:: Input for this task ::
----

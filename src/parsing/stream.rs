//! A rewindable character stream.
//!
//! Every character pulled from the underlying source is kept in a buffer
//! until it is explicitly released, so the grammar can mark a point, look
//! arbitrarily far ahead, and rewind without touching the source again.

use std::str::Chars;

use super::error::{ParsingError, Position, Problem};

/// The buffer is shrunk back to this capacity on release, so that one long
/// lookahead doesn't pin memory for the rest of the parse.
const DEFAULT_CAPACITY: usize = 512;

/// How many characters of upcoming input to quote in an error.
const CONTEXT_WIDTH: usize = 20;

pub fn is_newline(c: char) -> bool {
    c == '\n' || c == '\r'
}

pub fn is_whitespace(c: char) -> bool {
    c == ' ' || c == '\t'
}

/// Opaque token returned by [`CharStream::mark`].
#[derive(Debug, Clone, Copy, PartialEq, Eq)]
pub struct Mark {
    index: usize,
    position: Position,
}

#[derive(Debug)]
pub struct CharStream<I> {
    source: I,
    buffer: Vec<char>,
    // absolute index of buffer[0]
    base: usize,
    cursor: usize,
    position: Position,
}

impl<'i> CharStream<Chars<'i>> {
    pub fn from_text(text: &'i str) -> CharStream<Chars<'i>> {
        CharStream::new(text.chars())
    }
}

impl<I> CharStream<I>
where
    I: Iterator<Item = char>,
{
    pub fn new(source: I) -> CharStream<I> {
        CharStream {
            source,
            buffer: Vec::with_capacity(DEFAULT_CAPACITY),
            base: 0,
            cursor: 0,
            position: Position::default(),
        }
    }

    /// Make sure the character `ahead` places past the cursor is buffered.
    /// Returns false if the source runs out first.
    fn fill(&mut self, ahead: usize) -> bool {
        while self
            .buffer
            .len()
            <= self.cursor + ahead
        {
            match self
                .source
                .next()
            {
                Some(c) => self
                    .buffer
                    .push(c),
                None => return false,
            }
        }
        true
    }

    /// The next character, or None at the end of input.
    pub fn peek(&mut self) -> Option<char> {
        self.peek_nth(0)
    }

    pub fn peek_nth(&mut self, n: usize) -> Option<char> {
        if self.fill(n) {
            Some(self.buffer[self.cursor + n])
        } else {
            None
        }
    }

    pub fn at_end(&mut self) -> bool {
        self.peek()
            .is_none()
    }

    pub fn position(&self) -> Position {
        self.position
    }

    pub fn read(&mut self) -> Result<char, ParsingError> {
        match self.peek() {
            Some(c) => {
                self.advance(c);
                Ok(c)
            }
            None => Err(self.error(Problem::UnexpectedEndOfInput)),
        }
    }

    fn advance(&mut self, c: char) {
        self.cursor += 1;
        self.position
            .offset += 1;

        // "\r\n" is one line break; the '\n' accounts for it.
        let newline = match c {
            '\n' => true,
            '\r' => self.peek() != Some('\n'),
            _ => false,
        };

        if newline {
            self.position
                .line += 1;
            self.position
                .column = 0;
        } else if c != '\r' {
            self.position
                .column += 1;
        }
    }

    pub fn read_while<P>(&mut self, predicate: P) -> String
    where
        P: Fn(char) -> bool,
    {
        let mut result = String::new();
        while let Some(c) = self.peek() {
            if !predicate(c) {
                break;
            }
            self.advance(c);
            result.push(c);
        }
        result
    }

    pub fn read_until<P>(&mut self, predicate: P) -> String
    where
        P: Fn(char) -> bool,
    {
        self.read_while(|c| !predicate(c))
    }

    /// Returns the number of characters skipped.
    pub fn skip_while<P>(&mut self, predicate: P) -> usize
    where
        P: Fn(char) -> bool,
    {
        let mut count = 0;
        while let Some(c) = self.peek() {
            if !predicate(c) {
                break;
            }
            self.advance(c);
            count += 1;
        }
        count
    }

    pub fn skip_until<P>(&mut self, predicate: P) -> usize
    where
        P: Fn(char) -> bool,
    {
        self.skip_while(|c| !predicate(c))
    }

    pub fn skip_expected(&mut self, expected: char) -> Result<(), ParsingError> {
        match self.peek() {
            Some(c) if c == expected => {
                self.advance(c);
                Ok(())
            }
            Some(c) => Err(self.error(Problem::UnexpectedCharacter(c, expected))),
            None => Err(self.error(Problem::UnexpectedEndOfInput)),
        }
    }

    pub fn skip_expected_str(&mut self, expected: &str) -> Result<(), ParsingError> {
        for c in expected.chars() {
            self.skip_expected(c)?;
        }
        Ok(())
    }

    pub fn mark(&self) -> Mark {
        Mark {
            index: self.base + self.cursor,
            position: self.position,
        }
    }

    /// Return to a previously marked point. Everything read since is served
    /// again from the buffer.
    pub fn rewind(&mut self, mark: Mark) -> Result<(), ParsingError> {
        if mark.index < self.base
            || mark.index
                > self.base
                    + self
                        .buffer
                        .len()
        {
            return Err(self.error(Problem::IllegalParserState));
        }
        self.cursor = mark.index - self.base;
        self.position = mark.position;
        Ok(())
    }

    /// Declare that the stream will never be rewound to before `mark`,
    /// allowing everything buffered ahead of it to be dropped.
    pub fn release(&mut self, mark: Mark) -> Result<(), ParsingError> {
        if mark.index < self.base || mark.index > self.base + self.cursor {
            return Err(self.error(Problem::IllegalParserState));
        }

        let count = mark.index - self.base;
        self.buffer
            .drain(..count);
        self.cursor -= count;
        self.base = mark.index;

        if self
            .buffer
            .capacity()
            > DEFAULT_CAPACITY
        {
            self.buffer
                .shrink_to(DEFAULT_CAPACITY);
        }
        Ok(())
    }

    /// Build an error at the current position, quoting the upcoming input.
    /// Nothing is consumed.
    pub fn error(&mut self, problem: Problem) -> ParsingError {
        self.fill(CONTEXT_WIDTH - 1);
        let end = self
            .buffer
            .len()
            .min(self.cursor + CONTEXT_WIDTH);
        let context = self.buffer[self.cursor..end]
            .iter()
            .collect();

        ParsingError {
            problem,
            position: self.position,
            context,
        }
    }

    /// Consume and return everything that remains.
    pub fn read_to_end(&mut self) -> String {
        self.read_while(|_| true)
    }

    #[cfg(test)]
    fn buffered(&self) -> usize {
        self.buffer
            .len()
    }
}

----

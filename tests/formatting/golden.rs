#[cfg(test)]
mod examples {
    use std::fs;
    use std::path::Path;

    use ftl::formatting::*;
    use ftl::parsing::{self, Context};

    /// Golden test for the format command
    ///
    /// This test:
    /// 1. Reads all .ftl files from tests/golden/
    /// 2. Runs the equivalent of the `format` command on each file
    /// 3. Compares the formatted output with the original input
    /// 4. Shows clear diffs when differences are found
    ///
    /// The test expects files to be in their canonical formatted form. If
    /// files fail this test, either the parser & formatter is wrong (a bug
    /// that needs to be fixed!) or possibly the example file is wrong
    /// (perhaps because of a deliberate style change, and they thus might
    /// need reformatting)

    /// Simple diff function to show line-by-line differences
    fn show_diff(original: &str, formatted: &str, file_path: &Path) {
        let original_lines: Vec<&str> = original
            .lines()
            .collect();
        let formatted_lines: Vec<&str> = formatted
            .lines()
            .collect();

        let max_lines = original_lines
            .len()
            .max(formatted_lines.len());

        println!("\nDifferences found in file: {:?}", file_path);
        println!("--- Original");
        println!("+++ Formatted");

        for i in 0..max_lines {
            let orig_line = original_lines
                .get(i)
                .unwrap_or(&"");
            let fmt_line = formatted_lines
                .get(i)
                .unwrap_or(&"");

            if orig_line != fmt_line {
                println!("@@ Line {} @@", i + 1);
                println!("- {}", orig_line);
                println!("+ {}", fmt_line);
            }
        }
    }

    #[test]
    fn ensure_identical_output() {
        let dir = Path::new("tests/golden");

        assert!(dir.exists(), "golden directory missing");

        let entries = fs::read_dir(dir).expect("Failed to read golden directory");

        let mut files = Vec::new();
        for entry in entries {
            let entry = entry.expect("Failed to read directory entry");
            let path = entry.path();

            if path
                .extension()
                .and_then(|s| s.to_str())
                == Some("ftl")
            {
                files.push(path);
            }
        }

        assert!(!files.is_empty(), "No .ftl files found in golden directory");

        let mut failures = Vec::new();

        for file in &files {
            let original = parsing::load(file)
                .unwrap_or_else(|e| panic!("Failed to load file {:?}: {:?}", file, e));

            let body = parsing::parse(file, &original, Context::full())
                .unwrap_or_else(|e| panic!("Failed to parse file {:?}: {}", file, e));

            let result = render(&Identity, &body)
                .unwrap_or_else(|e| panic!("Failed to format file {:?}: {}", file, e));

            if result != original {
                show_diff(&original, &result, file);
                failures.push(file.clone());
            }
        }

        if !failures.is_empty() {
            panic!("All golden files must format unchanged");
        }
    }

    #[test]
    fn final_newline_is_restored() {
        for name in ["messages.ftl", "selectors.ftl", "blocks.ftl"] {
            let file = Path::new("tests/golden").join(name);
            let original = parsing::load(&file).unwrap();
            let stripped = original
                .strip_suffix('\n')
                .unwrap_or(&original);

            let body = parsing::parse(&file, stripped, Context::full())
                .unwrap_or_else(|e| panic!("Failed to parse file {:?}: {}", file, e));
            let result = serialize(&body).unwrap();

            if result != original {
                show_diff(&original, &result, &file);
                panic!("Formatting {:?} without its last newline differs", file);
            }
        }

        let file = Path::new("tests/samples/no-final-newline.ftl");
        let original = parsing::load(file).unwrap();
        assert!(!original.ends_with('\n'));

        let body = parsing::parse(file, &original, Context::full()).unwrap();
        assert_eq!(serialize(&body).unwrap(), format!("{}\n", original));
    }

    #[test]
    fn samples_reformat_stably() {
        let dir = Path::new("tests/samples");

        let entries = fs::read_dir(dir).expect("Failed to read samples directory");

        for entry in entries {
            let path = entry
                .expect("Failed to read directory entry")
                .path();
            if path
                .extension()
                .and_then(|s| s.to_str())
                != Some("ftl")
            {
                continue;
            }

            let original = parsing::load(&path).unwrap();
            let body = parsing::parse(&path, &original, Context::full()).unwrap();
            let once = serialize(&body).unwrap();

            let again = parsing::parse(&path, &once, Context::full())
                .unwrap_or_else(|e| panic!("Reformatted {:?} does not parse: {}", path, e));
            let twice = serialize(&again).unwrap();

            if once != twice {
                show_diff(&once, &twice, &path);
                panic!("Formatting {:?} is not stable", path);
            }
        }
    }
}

----

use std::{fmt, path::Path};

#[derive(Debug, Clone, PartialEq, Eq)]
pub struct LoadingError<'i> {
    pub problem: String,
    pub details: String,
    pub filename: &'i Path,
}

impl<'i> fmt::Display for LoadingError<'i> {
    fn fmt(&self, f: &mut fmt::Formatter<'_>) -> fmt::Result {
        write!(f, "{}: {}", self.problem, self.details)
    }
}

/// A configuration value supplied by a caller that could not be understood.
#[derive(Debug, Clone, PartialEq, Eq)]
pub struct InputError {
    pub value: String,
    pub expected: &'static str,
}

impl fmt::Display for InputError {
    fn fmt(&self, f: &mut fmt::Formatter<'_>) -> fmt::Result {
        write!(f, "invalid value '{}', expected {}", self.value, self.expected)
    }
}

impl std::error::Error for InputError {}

----

:: Work instruction ::
Filter the records for lines containing the word "base" and copy each one.

:: Response ::
    base: usize,
            base: 0,
            index: self.base + self.cursor,
        if mark.index < self.base
                > self.base
        self.cursor = mark.index - self.base;
        if mark.index < self.base || mark.index > self.base + self.cursor {
        let count = mark.index - self.base;
        self.base = mark.index;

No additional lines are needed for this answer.